Sono fatti che riguardano la gente del posto: a voi che cosa
importano? Perché non vi spogliate e non vi mettete a letto?"
"Discepolo, sei privo di compassione" si indignò Tripitaka. "Per noi
che abbiamo lasciato le nostre famiglie, il maggior merito sono le
buone azioni verso il prossimo. Come avrà potuto il sovrano cadere
in un inganno così evidente? Quando mai si prolunga la vita
mangiando viscere umane?" "Maestro, non vi affliggete" intervenne
Sabbioso. "Domani, all'udienza, ne parleremo al re. Se non basterà,
cercheremo di saperne di più sul real suocero: magari è un mostro
avido di carne umana, che ha trovato questa scusa per procurarsi il
suo cibo preferito." "Ha ragione Consapevole della Purezza" approvò
Scimmiotto. "Ora, maestro, andate a coricarvi. Domattina vi
accompagnerò a corte, e verremo in chiaro di chi sia veramente
questo suocero. Se è un uomo, è un ignorante che crede di
allungare la vita con i farmaci; in questo caso, mi incarico di
convertirlo insegnandogli i grandi principi originari. Se è un mostro lo
prenderò e lo mostrerò al re nel suo vero aspetto. Convincerò il re
che non giova alla salute della mente e del corpo dedicarsi troppo a
una donna sola (tanto meno a una mostriciattola), ma è più sano
possederne parecchie(1). In ogni caso la faremo finita con questa
persecuzione dei bambini." Tripitaka s'inchinò e rispose: "Caro
discepolo, è un'ottima idea. Ma se il sovrano, che non vuol sentire
parlare di queste cose, ci accusasse di calunniarlo con insinuazioni
sediziose?" "Non dimenticate quanti trucchi conosco" rispose
Scimmiotto sorridendo. "Per il caso che le cose si mettano in quel
modo, farò scomparire tutti i bambini rinchiusi nelle gabbie. Se il re
vorrà carne fresca, dovrà rinnovare il suo ordine; noi lo contesteremo
subito, e lui non potrà dire che facciamo insinuazioni." "Puoi davvero
togliere quei fanciulli dal pericolo?" esclamò sollevato Tripitaka. "Se
lo fai, saggio discepolo, mostrerai una virtù alta come il cielo. Fallo
presto, il danno potrebbe essere imminente." Scimmiotto affidò il
maestro ai condiscepoli: "Aspettatemi qui. Quando sentirete soffiare
il vento, vorrà dire che i bambini lasciano la città." E i tre recitarono in
coro: "Namo Buddha, signore dei farmaci e salvatore delle creature,
namo Buddha!" Il grande santo uscì all'aperto, salì in cielo con un
sibilo e convocò gli dèi delle mura e dei fossati, la divinità locale con
i suoi assistenti, i rivelatori dei cinque orienti, i quattro protettori, le
sei divinità del giorno e della notte, i difensori della fede, e molti altri.

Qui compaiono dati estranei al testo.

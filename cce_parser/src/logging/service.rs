//! Logging service and sinks
//!
//! Sinks forward to the `log` facade so the embedding binary picks the
//! backend (the CLI installs `env_logger`).

use super::codes::Code;
use super::config;
use super::events::{LogEvent, LogLevel};
use crate::config::compile_time::logging::MEMORY_LOG_BUFFER_SIZE;
use std::sync::{Arc, Mutex, MutexGuard};

const LOG_TARGET: &str = "cce";

pub trait Logger: Send + Sync {
    fn log(&self, event: &LogEvent);
}

/// Main logging service with a minimum level gate
pub struct LoggingService {
    logger: Arc<dyn Logger>,
    min_level: LogLevel,
}

impl LoggingService {
    pub fn new(logger: Arc<dyn Logger>, min_level: LogLevel) -> Self {
        Self { logger, min_level }
    }

    /// Service configured from runtime preferences
    pub fn with_config() -> Self {
        let min_level = config::get_min_log_level();
        let logger: Arc<dyn Logger> = if config::use_structured_logging() {
            Arc::new(StructuredLogger)
        } else {
            Arc::new(FacadeLogger)
        };

        Self::new(logger, min_level)
    }

    pub fn set_min_level(&mut self, level: LogLevel) {
        self.min_level = level;
    }

    pub fn min_level(&self) -> LogLevel {
        self.min_level
    }

    pub fn should_log(&self, level: LogLevel) -> bool {
        level <= self.min_level
    }

    pub fn log_event(&self, event: LogEvent) {
        if self.should_log(event.level) {
            self.logger.log(&event);
        }
    }

    pub fn log_error(&self, error_code: Code, message: &str) {
        self.log_event(LogEvent::error(error_code, message));
    }

    pub fn log_info(&self, message: &str) {
        self.log_event(LogEvent::info(message));
    }
}

/// Text events through the `log` facade
pub struct FacadeLogger;

impl Logger for FacadeLogger {
    fn log(&self, event: &LogEvent) {
        log::log!(target: LOG_TARGET, event.level.to_log_level(), "{}", event.format());
    }
}

/// JSON line events through the `log` facade
pub struct StructuredLogger;

impl Logger for StructuredLogger {
    fn log(&self, event: &LogEvent) {
        let line = event.format_json().unwrap_or_else(|_| event.format());
        log::log!(target: LOG_TARGET, event.level.to_log_level(), "{}", line);
    }
}

/// Memory logger for testing
pub struct MemoryLogger {
    events: Mutex<Vec<LogEvent>>,
}

impl MemoryLogger {
    pub fn new() -> Self {
        Self {
            events: Mutex::new(Vec::new()),
        }
    }

    fn lock(&self) -> MutexGuard<'_, Vec<LogEvent>> {
        self.events.lock().unwrap_or_else(|poisoned| poisoned.into_inner())
    }

    pub fn get_events(&self) -> Vec<LogEvent> {
        self.lock().clone()
    }

    pub fn clear(&self) {
        self.lock().clear();
    }

    pub fn event_count(&self) -> usize {
        self.lock().len()
    }

    pub fn get_errors(&self) -> Vec<LogEvent> {
        self.lock().iter().filter(|e| e.is_error()).cloned().collect()
    }

    pub fn get_warnings(&self) -> Vec<LogEvent> {
        self.lock().iter().filter(|e| e.is_warning()).cloned().collect()
    }

    pub fn get_events_with_code(&self, code: Code) -> Vec<LogEvent> {
        self.lock()
            .iter()
            .filter(|e| e.code == code)
            .cloned()
            .collect()
    }

    /// Events emitted while the given device context was active
    pub fn get_events_for_device(&self, device: &str) -> Vec<LogEvent> {
        self.lock()
            .iter()
            .filter(|e| e.context_value("device") == Some(device))
            .cloned()
            .collect()
    }

    pub fn has_error_with_code(&self, code: Code) -> bool {
        self.lock().iter().any(|e| e.is_error() && e.code == code)
    }

    pub fn has_warning_with_code(&self, code: Code) -> bool {
        self.lock().iter().any(|e| e.is_warning() && e.code == code)
    }
}

impl Default for MemoryLogger {
    fn default() -> Self {
        Self::new()
    }
}

impl Logger for MemoryLogger {
    fn log(&self, event: &LogEvent) {
        let mut events = self.lock();
        if events.len() >= MEMORY_LOG_BUFFER_SIZE {
            let remove_count = events.len() - MEMORY_LOG_BUFFER_SIZE + 1;
            events.drain(0..remove_count);
        }
        events.push(event.clone());
    }
}

/// Service configured from runtime preferences
pub fn create_configured_service() -> LoggingService {
    LoggingService::with_config()
}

Riuniti davanti a lui, lo salutarono: "Grande santo, quale affare
urgente vi ha indotto a buttarci giù dal letto a quest'ora?" "Il re di
Bhiksu, dove siamo giunti nel nostro viaggio, si appresta a far
strappare il cuore e il fegato ai bambini della città, per farsi preparare
un farmaco di lunga vita. Il mio maestro non lo può tollerare, e mi ha
incaricato di salvare le vite innocenti e di distruggere la creatura
perversa che ha suggerito il crimine. Vi prego di aiutarmi. Dovreste
portare tutti quei bambini, nelle loro gabbie, in un posto sicuro, sulla
montagna o nel cuore di una foresta, e dovreste custodirli per un
paio di giorni. Bisogna nutrirli di frutta e consolarli, perché non
soffrano la fame e non piangano di paura. Quando avrò ristabilito
l'ordine e ricondotto il re sulla retta via, dovreste riportarli al punto di
partenza." Gli dèi ubbidirono. La città fu percorsa da un vento gelato,
che portava con sé una fitta nebbia.